Per Article I, Section 2 and 3 of the United State Constitution, Representatives and Senators shall be Citizens of the United States.

The ONLY place “natural born citizen” appears in our national laws is as an eligibility requirement to be President of the United States.

Per Article II, Section 1, clause 5: “No person except a natural born Citizen, or a citizen of the United States, at the time of the Adoption of this Constitution, shall be eligible to the Office of President; neither shall any person be eligible to that Office who shall not have attained to the Age of thirty five Years, and been fourteen Years a Resident within the United States.”

The eligibility requirement to be President is not the same as that for Congress. Simply being a “citizen” is not enough.

Our founders understood the difference. Here is where the definition exists in national law:

http://naturalborncitizen.wordpress.com/2011/06/30/the-express-lane-to-natural-born-clarity/

ONLY NATIONAL LAW MAKES BINDING PRECEDENT.

The Supreme Court’s definition of the natural-born citizen clause in Minor [Minor vs. Happersett] is not common law, natural law, or international law. Vattel is not cited by the Supreme Court in Minor. And Vattel does not make US law. The Court’s holding in Minor is national law. It is United States law.

Those other sources may have been consulted, but when the Court held that [Virginia] Minor was a citizen under Article 2 Section 1 because she was born in the US of citizen parents, that definition became national law. Therefore, Minor supersedes all other sources on this point. It is a direct Constitutional interpretation and definition.

The other sources are not necessary. Relying upon them actually weakens the authority of Minor. There is no need for insecurity in the face of supporting Supreme Court precedent.

On November 22, 2008, Justice Scalia addressed the Federalist Society, stating:

“Natural law has nothing to do with originalism. I mean, I believe in natural law, but unfortunately I have no way to show or demonstrate that my understanding of it is the same as yours, or is the same as anybody else’s. I don’t enforce natural law. I suppose God enforces natural law. I enforce United States law. United States law should not contravene natural law, but that’s not my problem… I worry about, ‘What does this text mean?’ ” (Emphasis added.)

Earlier in that same speech, Justice Scalia stated:

“What has happened can only be compared to the naive belief that we used to have in the common law… Erie Railroad, you know, blows that all away… and we sort of chuckle at how naive the world could have been ever to have thought there was a common law…”

Do not get sidetracked by extraneous theoretical sources.
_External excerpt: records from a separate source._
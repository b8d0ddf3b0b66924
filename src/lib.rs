//! Hiddify VPN Telegram Bot
//!
//! A Telegram bot that resells Hiddify VPN subscriptions. This library
//! provides the entitlement store, subscription lifecycle, payment
//! reconciliation, referral and promo ledgers, support tickets and the
//! Telegram command surface on top of them.

pub mod config;
pub mod handlers;
pub mod services;
pub mod models;
pub mod database;
pub mod utils;
pub mod middleware;

// Re-export commonly used types
pub use config::Settings;
pub use utils::errors::{BotError, Result};

// Re-export main components for easy access
pub use database::DatabaseService;
pub use services::ServiceFactory;

/// Library version
pub const VERSION: &str = env!("CARGO_PKG_VERSION");

/// Library name
pub const NAME: &str = env!("CARGO_PKG_NAME");

/// Get library information
pub fn info() -> String {
    format!("{} v{}", NAME, VERSION)
}
//! Referral and invite command handlers

use chrono::{Duration, Utc};
use teloxide::{Bot, types::Message, prelude::*};
use crate::handlers::commands::split_first;
use crate::middleware::Caller;
use crate::services::ServiceFactory;
use crate::utils::errors::{BotError, Result};
use crate::utils::helpers::format_timestamp;

pub async fn handle_referral(bot: &Bot, msg: &Message, caller: &Caller, services: &ServiceFactory) -> Result<()> {
    let referrals = &services.referral_service;
    if !referrals.is_enabled() {
        return Err(BotError::Validation("The referral program is turned off.".to_string()));
    }

    let stats = referrals.get_referral_stats(caller.telegram_id).await?;
    let recent = referrals.list_mine(caller.telegram_id).await?;

    let mut lines = vec![
        format!("Your link: {}", referrals.link(caller.telegram_id)),
        format!("Invited: {} ({} paying)", stats.total_referrals, stats.active_referrals),
        format!("Earned: {}", stats.total_earned),
        format!("Awaiting first payment: {}", stats.pending_bonus),
    ];
    for referral in recent.iter().take(5) {
        lines.push(format!(
            "#{} {} {} since {}",
            referral.id,
            referral.status.as_str(),
            referral.bonus_amount,
            format_timestamp(referral.created_at)
        ));
    }

    bot.send_message(msg.chat.id, lines.join("\n")).await?;
    Ok(())
}

/// `/invite [max_uses] [days]`, `/invite list`, `/invite off <code>`
pub async fn handle_invite(bot: &Bot, msg: &Message, caller: &Caller, args: &str, services: &ServiceFactory) -> Result<()> {
    let invites = &services.invite_service;
    let (first, rest) = split_first(args);

    let text = match first {
        "list" => {
            let mine = invites.list_mine(caller.telegram_id).await?;
            if mine.is_empty() {
                "No invites yet.".to_string()
            } else {
                mine.iter()
                    .map(|i| {
                        format!(
                            "{} {}/{} ({} left){}",
                            i.code,
                            i.used_count,
                            i.max_uses,
                            i.remaining_uses(),
                            if i.is_active { "" } else { " (off)" }
                        )
                    })
                    .collect::<Vec<_>>()
                    .join("\n")
            }
        }
        "off" => {
            invites.deactivate(caller.telegram_id, rest).await?;
            format!("Invite {} deactivated.", rest)
        }
        _ => {
            let max_uses = if first.is_empty() {
                1
            } else {
                first
                    .parse::<i32>()
                    .map_err(|_| BotError::Validation("Usage: /invite [max_uses] [days]".to_string()))?
            };
            let expires_at = match rest {
                "" => None,
                days => {
                    let days = days
                        .parse::<i64>()
                        .map_err(|_| BotError::Validation("Usage: /invite [max_uses] [days]".to_string()))?;
                    Some(Utc::now() + Duration::days(days))
                }
            };

            let invite = invites.create_invite(caller.telegram_id, max_uses, expires_at).await?;
            format!(
                "Invite {} ({} uses)\nhttps://t.me/{}?start={}",
                invite.code,
                invite.max_uses,
                services.bot_username(),
                invite.code
            )
        }
    };

    bot.send_message(msg.chat.id, text).await?;
    Ok(())
}
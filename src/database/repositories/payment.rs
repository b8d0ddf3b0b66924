//! Payment repository implementation

use sqlx::{PgConnection, PgPool};
use chrono::{DateTime, Utc};
use rust_decimal::Decimal;
use crate::database::connection::is_unique_violation;
use crate::models::payment::{Payment, PaymentProvider, PaymentStatus, NewPayment};
use crate::utils::errors::BotError;

const PAYMENT_COLUMNS: &str = "id, user_id, provider, provider_payment_id, amount, original_amount, \
    discount_amount, currency, status, plan_code, duration_days, data_limit_bytes, promo_code_id, \
    promo_code, referral_id, commission_amount, provider_charge_id, completed_at, created_at, updated_at";

/// Completed-payment totals per currency
#[derive(Debug, Clone, PartialEq, sqlx::FromRow)]
pub struct RevenueRow {
    pub currency: String,
    pub payments: i64,
    pub total: Decimal,
}

#[derive(Clone, Debug)]
pub struct PaymentRepository {
    pool: PgPool,
}

impl PaymentRepository {
    pub fn new(pool: PgPool) -> Self {
        Self { pool }
    }

    /// Insert a pending payment
    pub async fn insert(conn: &mut PgConnection, payment: &NewPayment) -> Result<Payment, BotError> {
        sqlx::query_as::<_, Payment>(&format!(
            r#"
            INSERT INTO payments
                (user_id, provider, provider_payment_id, amount, original_amount, discount_amount, currency,
                 status, plan_code, duration_days, data_limit_bytes, promo_code_id, promo_code, referral_id,
                 created_at, updated_at)
            VALUES ($1, $2, $3, $4, $5, $6, $7, 'pending', $8, $9, $10, $11, $12, $13, $14, $14)
            RETURNING {PAYMENT_COLUMNS}
            "#
        ))
        .bind(payment.user_id)
        .bind(payment.provider)
        .bind(&payment.provider_payment_id)
        .bind(payment.amount)
        .bind(payment.original_amount)
        .bind(payment.discount_amount)
        .bind(&payment.currency)
        .bind(&payment.plan_code)
        .bind(payment.duration_days)
        .bind(payment.data_limit_bytes)
        .bind(payment.promo_code_id)
        .bind(&payment.promo_code)
        .bind(payment.referral_id)
        .bind(Utc::now())
        .fetch_one(conn)
        .await
        .map_err(|e| {
            if is_unique_violation(&e) {
                BotError::Validation(format!(
                    "Payment {}:{} already exists",
                    payment.provider, payment.provider_payment_id
                ))
            } else {
                BotError::Database(e)
            }
        })
    }

    pub async fn find_by_id(&self, id: i64) -> Result<Option<Payment>, BotError> {
        let payment = sqlx::query_as::<_, Payment>(&format!("SELECT {PAYMENT_COLUMNS} FROM payments WHERE id = $1"))
            .bind(id)
            .fetch_optional(&self.pool)
            .await?;

        Ok(payment)
    }

    pub async fn find_by_provider_id(&self, provider: PaymentProvider, provider_payment_id: &str) -> Result<Option<Payment>, BotError> {
        let payment = sqlx::query_as::<_, Payment>(&format!(
            "SELECT {PAYMENT_COLUMNS} FROM payments WHERE provider = $1 AND provider_payment_id = $2"
        ))
        .bind(provider)
        .bind(provider_payment_id)
        .fetch_optional(&self.pool)
        .await?;

        Ok(payment)
    }

    /// Lock the payment row; concurrent reconciliations of one payment serialize here
    pub async fn lock_by_provider_id(conn: &mut PgConnection, provider: PaymentProvider, provider_payment_id: &str) -> Result<Option<Payment>, BotError> {
        let payment = sqlx::query_as::<_, Payment>(&format!(
            "SELECT {PAYMENT_COLUMNS} FROM payments WHERE provider = $1 AND provider_payment_id = $2 FOR UPDATE"
        ))
        .bind(provider)
        .bind(provider_payment_id)
        .fetch_optional(conn)
        .await?;

        Ok(payment)
    }

    pub async fn mark_completed(
        conn: &mut PgConnection,
        id: i64,
        now: DateTime<Utc>,
        commission_amount: Option<Decimal>,
        provider_charge_id: Option<&str>,
    ) -> Result<Payment, BotError> {
        let payment = sqlx::query_as::<_, Payment>(&format!(
            r#"
            UPDATE payments
            SET status = 'completed', completed_at = $2, commission_amount = $3,
                provider_charge_id = COALESCE($4, provider_charge_id), updated_at = $2
            WHERE id = $1
            RETURNING {PAYMENT_COLUMNS}
            "#
        ))
        .bind(id)
        .bind(now)
        .bind(commission_amount)
        .bind(provider_charge_id)
        .fetch_one(conn)
        .await?;

        Ok(payment)
    }

    /// Move a pending payment into a non-success terminal status
    pub async fn mark_closed(conn: &mut PgConnection, id: i64, status: PaymentStatus, now: DateTime<Utc>) -> Result<Payment, BotError> {
        let payment = sqlx::query_as::<_, Payment>(&format!(
            r#"
            UPDATE payments
            SET status = $2, updated_at = $3
            WHERE id = $1
            RETURNING {PAYMENT_COLUMNS}
            "#
        ))
        .bind(id)
        .bind(status)
        .bind(now)
        .fetch_one(conn)
        .await?;

        Ok(payment)
    }

    /// Unpaid checkouts of a user, oldest first
    pub async fn list_pending_for_user(&self, user_id: i64) -> Result<Vec<Payment>, BotError> {
        let payments = sqlx::query_as::<_, Payment>(&format!(
            "SELECT {PAYMENT_COLUMNS} FROM payments WHERE user_id = $1 AND status = 'pending' ORDER BY created_at"
        ))
        .bind(user_id)
        .fetch_all(&self.pool)
        .await?;

        Ok(payments)
    }

    pub async fn has_completed(&self, user_id: i64) -> Result<bool, BotError> {
        let mut conn = self.pool.acquire().await?;
        Self::has_completed_in(&mut conn, user_id).await
    }

    /// Whether the user has any completed payment, seen from inside a transaction
    pub async fn has_completed_in(conn: &mut PgConnection, user_id: i64) -> Result<bool, BotError> {
        let exists: (bool,) = sqlx::query_as(
            "SELECT EXISTS (SELECT 1 FROM payments WHERE user_id = $1 AND status = 'completed')"
        )
        .bind(user_id)
        .fetch_one(conn)
        .await?;

        Ok(exists.0)
    }

    pub async fn list_for_user(&self, user_id: i64, limit: i64) -> Result<Vec<Payment>, BotError> {
        let payments = sqlx::query_as::<_, Payment>(&format!(
            "SELECT {PAYMENT_COLUMNS} FROM payments WHERE user_id = $1 ORDER BY created_at DESC LIMIT $2"
        ))
        .bind(user_id)
        .bind(limit)
        .fetch_all(&self.pool)
        .await?;

        Ok(payments)
    }

    pub async fn revenue(&self) -> Result<Vec<RevenueRow>, BotError> {
        let rows = sqlx::query_as::<_, RevenueRow>(
            r#"
            SELECT currency, COUNT(*) AS payments, COALESCE(SUM(amount), 0) AS total
            FROM payments
            WHERE status = 'completed'
            GROUP BY currency
            ORDER BY currency
            "#
        )
        .fetch_all(&self.pool)
        .await?;

        Ok(rows)
    }
}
We have United States Supreme Court precedent which defines a natural-born citizen – under Article 2 Section 1 – as a person born on US soil to parents who were citizens. Neither Obama nor McCain fit that definition. Neither are eligible to be President.

While some may argue McCain was eligible based upon a reference to Vattel, McCain simply does not fit the strict US Supreme Court definition of natural-born citizen as defined in Minor. To fashion an exception for McCain not found in the actual text from Minor is purely partisan and unfair.

Unlike others commenting on eligibility, I have always maintained that both McCain and Obama were not eligible. I brought my law suit all the way to the Supreme Court – prior to the election – arguing against both candidates’ eligibility. I was the first person to raise this issue with the American people. And I hold them both accountable for the damage done to our Constitution as a result of neither having more concern for the nation than they did for themselves.

Leo Donofrio, Esq.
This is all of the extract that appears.